Attempts to contact Mr O’Brien for comment on his departure from the HSE failed this week. The HSE said he had retired at the end of October, so we would need to contact him outside of the HSE. A message was left for him on his mobile but he did not respond.
Meanwhile, Prof Drumm’s other two advisers – Ms Lynott, who advises the HSE on performance measurement and value for money and was involved in the negotiation of new contracts with consultants, and Mr Anderson, who advises the HSE on communications even though the HSE now has its own national director of communications – are still in their posts.
Given that all five of his cabinet were taken on as a “reform” team, questions are now being asked about where the departures of three of them leave the reform process.
The HSE said Prof Drumm had no comment to make on the fact that he was now left with just two of his original team.
Fine Gael’s health spokesman, Dr James Reilly, said it was blindingly obvious that there hasn’t been any real reform of the health service.
“I think it’s a reflection of the inability of that team to reform things and a reflection on Prof Drumm himself,” he said. “I think the whole HSE adventure has been a nightmare for the public because it was mismanaged from the outset, and Prof Drumm can’t be blamed for that because it was politicians refusing to bite the bullet on redundancies when health boards were merged,” he added.

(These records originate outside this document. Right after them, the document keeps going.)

//! MANIFEST: the durable description of LSM state transitions.
//!
//! The MANIFEST file is a WAL-framed stream of [`VersionEdit`] records.
//! Each edit is a tagged field bundle describing one state transition:
//! files added or deleted, counters advanced, column families created or
//! dropped.  Replaying the stream from the file named by `CURRENT`
//! reconstructs the complete LSM state ([`version::VersionSet`]).
//!
//! # Tagged field encoding
//!
//! An edit is a concatenation of `varint32 tag ‖ field bytes` items.
//! Known tags:
//!
//! | Tag | Field | Payload |
//! |-----|-------|---------|
//! | 1   | Comparator          | length-prefixed name |
//! | 2   | LogNumber           | varint64 |
//! | 3   | NextFileNumber      | varint64 |
//! | 4   | LastSequence        | varint64 |
//! | 5   | CompactPointer      | varint32 level ‖ lps internal key |
//! | 6   | DeletedFile         | varint32 level ‖ varint64 file |
//! | 7   | NewFile             | level, file, size, smallest, largest |
//! | 9   | PrevLogNumber       | varint64 |
//! | 100 | NewFile2            | NewFile + smallest/largest seqno |
//! | 103 | NewFile4            | NewFile2 + custom-field loop |
//! | 200 | ColumnFamily        | varint32 id (edit target) |
//! | 201 | ColumnFamilyAdd     | length-prefixed name |
//! | 202 | ColumnFamilyDrop    | — |
//! | 203 | MaxColumnFamily     | varint32 |
//! | 300 | InAtomicGroup       | varint32 remaining edits |
//!
//! # Forward compatibility
//!
//! Unknown tags with bit 13 set ([`TAG_SAFE_IGNORE_MASK`]) carry a
//! length-prefixed payload; the decoder preserves them byte-for-byte and
//! the encoder re-emits them after the known fields, so a round trip
//! through this crate loses nothing a future writer recorded.  Unknown
//! tags *without* the bit are fatal corruption.
//!
//! # Atomic groups
//!
//! A run of edits tagged `InAtomicGroup(remaining)` — `remaining`
//! counting down to 0 — commits all-or-nothing: the recovery path
//! buffers the group and applies it only once the final edit has parsed
//! cleanly.

pub mod version;

#[cfg(test)]
mod tests;

use thiserror::Error;

use crate::encoding::{
    EncodingError, get_length_prefixed_slice, get_varint32, get_varint64,
    put_length_prefixed_slice, put_varint32, put_varint64,
};
use crate::wal::WalError;

/// Unknown tags with this bit set are skippable (and preserved).
pub const TAG_SAFE_IGNORE_MASK: u32 = 1 << 13;

const TAG_COMPARATOR: u32 = 1;
const TAG_LOG_NUMBER: u32 = 2;
const TAG_NEXT_FILE_NUMBER: u32 = 3;
const TAG_LAST_SEQUENCE: u32 = 4;
const TAG_COMPACT_POINTER: u32 = 5;
const TAG_DELETED_FILE: u32 = 6;
const TAG_NEW_FILE: u32 = 7;
const TAG_PREV_LOG_NUMBER: u32 = 9;
const TAG_NEW_FILE2: u32 = 100;
const TAG_NEW_FILE3: u32 = 102;
const TAG_NEW_FILE4: u32 = 103;
const TAG_COLUMN_FAMILY: u32 = 200;
const TAG_COLUMN_FAMILY_ADD: u32 = 201;
const TAG_COLUMN_FAMILY_DROP: u32 = 202;
const TAG_MAX_COLUMN_FAMILY: u32 = 203;
const TAG_IN_ATOMIC_GROUP: u32 = 300;

/// NewFile4 custom-field terminator.
const CUSTOM_TAG_TERMINATE: u32 = 1;
/// NewFile4 custom tags with this bit must not be ignored.
const CUSTOM_TAG_NON_SAFE_IGNORE_MASK: u32 = 1 << 6;

// ------------------------------------------------------------------------------------------------
// Error Types
// ------------------------------------------------------------------------------------------------

/// Errors returned by manifest operations.
#[derive(Debug, Error)]
pub enum ManifestError {
    /// Underlying I/O error.
    #[error("I/O error: {0}")]
    Io(#[from] std::io::Error),

    /// Log framing failure in the manifest stream.
    #[error("manifest log error: {0}")]
    Wal(#[from] WalError),

    /// Primitive decode failure inside an edit.
    #[error("corrupt version edit: {0}")]
    Encoding(#[from] EncodingError),

    /// Structural corruption: bad tags, broken atomic groups, missing
    /// CURRENT, inconsistent state.
    #[error("corrupt manifest: {0}")]
    Corruption(String),
}

// ------------------------------------------------------------------------------------------------
// File metadata
// ------------------------------------------------------------------------------------------------

/// Metadata for one table file, as recorded in the manifest.
#[derive(Debug, Clone, PartialEq, Eq, Default)]
pub struct FileMetaData {
    /// Globally unique file number (`<N>.sst`).
    pub file_number: u64,

    /// File size in bytes.
    pub file_size: u64,

    /// Smallest internal key in the file.
    pub smallest: Vec<u8>,

    /// Largest internal key in the file.
    pub largest: Vec<u8>,

    /// Smallest sequence number present.
    pub smallest_seqno: u64,

    /// Largest sequence number present.
    pub largest_seqno: u64,
}

// ------------------------------------------------------------------------------------------------
// VersionEdit
// ------------------------------------------------------------------------------------------------

/// One tagged state transition in the manifest stream.
///
/// Fields are optional; an edit carries only what it sets.  `column_family`
/// (tag 200) selects which column family the file and log fields apply
/// to; absent means the default family (id 0).
#[derive(Debug, Clone, PartialEq, Eq, Default)]
pub struct VersionEdit {
    /// User-key comparator name, for interop validation.
    pub comparator: Option<String>,

    /// WAL number whose records are all reflected in this version.
    pub log_number: Option<u64>,

    /// Legacy two-log recovery field; zero in modern streams.
    pub prev_log_number: Option<u64>,

    /// Next file number to allocate.
    pub next_file_number: Option<u64>,

    /// Highest sequence number persisted.
    pub last_sequence: Option<u64>,

    /// Highest column-family id ever allocated.
    pub max_column_family: Option<u32>,

    /// Per-level compaction cursors `(level, internal_key)`.
    pub compact_pointers: Vec<(u32, Vec<u8>)>,

    /// Files removed from a level `(level, file_number)`.
    pub deleted_files: Vec<(u32, u64)>,

    /// Files added to a level `(level, metadata)`.
    pub new_files: Vec<(u32, FileMetaData)>,

    /// Target column family of this edit (tag 200).
    pub column_family: Option<u32>,

    /// Creates a column family with this name (id from tag 200).
    pub column_family_add: Option<String>,

    /// Drops the target column family.
    pub column_family_drop: bool,

    /// Edits remaining in the enclosing atomic group (0 = last).
    pub atomic_group_remaining: Option<u32>,

    /// Safe-to-ignore unknown tags `(tag, payload)`, preserved verbatim.
    pub unknown_tags: Vec<(u32, Vec<u8>)>,
}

Furthermore, he said, one only had to look at the increased number of delayed discharges in hospitals, the increased number of hospital cancellations and the continuing problem of patients having to spend hours on trolleys in hospital emergency departments, as well as the recent cancer misdiagnosis scandals, to determine if the HSE had been a success.
Labour’s health spokeswoman, Jan O’Sullivan, said questions had to be asked as to why the advisers were all leaving.
“Is there a sense that they weren’t able to achieve what they set out to achieve? While they’ve had some successes, I think overall the health service has got more costly in terms of the way it’s run and I don’t think it has achieved the sort of streamlining and efficiency that was expected when the HSE was set up in the first place,” she said.
She added that now that Prof Drumm had also indicated he himself would be leaving at the end of his five-year contract next August, there was a certain vacuum.
“I think in any organisation when you know somebody is going, they don’t have the same power to motivate people and to lead people and I think there is a vacuum now. I wouldn’t consider it to be a huge problem that these key people were going after five years if the organisation had achieved what it was expected to achieve in those five years,” she added.
The fact that most of the “cabinet” left during Prof Drumm’s term, however, was surprising. “I think it’s worrying because I think it suggests that there isn’t a sense that they are achieving their goals. If they were, I think they would be more inclined to stay with the organisation,” she added.
Prof Drumm claimed though when he appeared before the Oireachtas health committee last month that considerable reform had been achieved. He stressed that since the HSE’s transformation programme began in 2006, Ireland had moved up 15 places to 13th out of 33 countries in the annual Euro Health Consumer Index Report. He added that that report had said “the creation of the Health Service Executive was obviously a much-needed reform”.
He also stressed that performance at various levels within the organisation was now being measured and managed, and figures in its monthly performance reports, which are published regularly on the HSE’s website, showed that year on year the number people waiting over six months for inpatient care was down by 15.5 per cent and that staff absenteeism, which at the beginning of the year stood at 5.96 per cent, was down to 4.96 per cent at the end of July.